What is 'enriching digital objects'?¶
Enriching a digital object means putting the object in context(s) by adding information or linking to related information or objects to provide more value to the object's users.
Enriching an object, depending on your goals, could include:
- providing a description of the object's contents so that it can be better indexed or understood
- providing a link to a similar object
- provide provenance analysis
- transcribe text in images
Goals of enrichment¶
As with any project, you should first understand the goals of the project in which you want to enrich objects. Think about:
- What research questions are you trying to answer?
- How is enriching objects helping you to answer your questions?
Intuitively, you need to enrich objects because the objects themselves and existing descriptions do not give you the information that helps you answer your research questions.
If you want to know how often a cat appears in photos in a specific collection, but the metadata describing the photographs do not mention whether a cat is present, you may want to collect this data.

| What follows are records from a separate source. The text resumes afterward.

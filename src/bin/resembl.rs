//! resembl CLI entry point.

use clap::Parser;

mod cli;

use cli::Cli;

fn main() {
    let cli = Cli::parse();

    let log_level = if cli.verbose {
        tracing::Level::DEBUG
    } else {
        tracing::Level::WARN
    };
    tracing_subscriber::fmt()
        .with_max_level(log_level)
        .with_target(false)
        .with_writer(std::io::stderr)
        .init();

    if let Err(error) = cli::run(cli) {
        eprintln!("error: {error}");
        std::process::exit(error.exit_code());
    }
}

To help others with similar questions and to show off your work, you could enrich the photographs by adding cat or no cat as annotations. If you create these annotations in a standardised, digital way, a script can then easily tally the number of photographs with and without cats.
Will you be working with a few example objects or are you trying to generalise by working with a large set of objects?
Who else might be interested in the results of your enrichment activities? What other projects have inspired you to try this?
Sources: objects to enrich¶
What is your source material? Where will you get it? Who owns the rights to the source materials?
Objects may be textual, visual, audible or of a different nature – or of a combination of 'natures'. The type(s) of your source materials will influence the way you work with them, starting with how you retrieve them.
If the objects you want to collect and enrich are available online, published by trustworthy archives or libraries, accessible via persistent identifiers and stable and open protocols, there is no need to create copies on your own computer. Copying such objects may even make your research harder, as you have to pay for the extra storage, manage backups1, find a way to share 'your' copies with colleagues and make sure your enrichments can be linked to the originals.
It is a different story when the originals are not digitised, only available within the holding institution, or don't have persistent identifiers. Maybe for security or privacy you can only work with them offline, with strict access controls for everything related to the objects – including enrichments. This will not be covered in this guide.
In some cases it is okay to create digital representations of objects yourself and use those in the project. Note that you may need approval from the owner or holding institute. Also, you will also need to describe the representations, keep links to the originals through identifiers and arrange for storage. Creating representations of objects should be done in a very consistent manner, following best practices for the specific types of objects and the goals of the project.
Models for objects and enrichments¶
Depending on the type of objects you are using, different kinds of enrichments can be used. The way you refer to (fragments of) objects varies as well. What are the parts to each of your objects? Files, metadata files, database rows?
What do you want to do with your objects? Add descriptions of the whole object, or parts of the object? Do you want to link to other objects in the same collection, or link to external objects or concepts? What are the parts to each of your enrichments? A collection name, general description, tags, contextual information? Do you put them in a Word document, HTML files, a spreadsheet, a database, an annotation service?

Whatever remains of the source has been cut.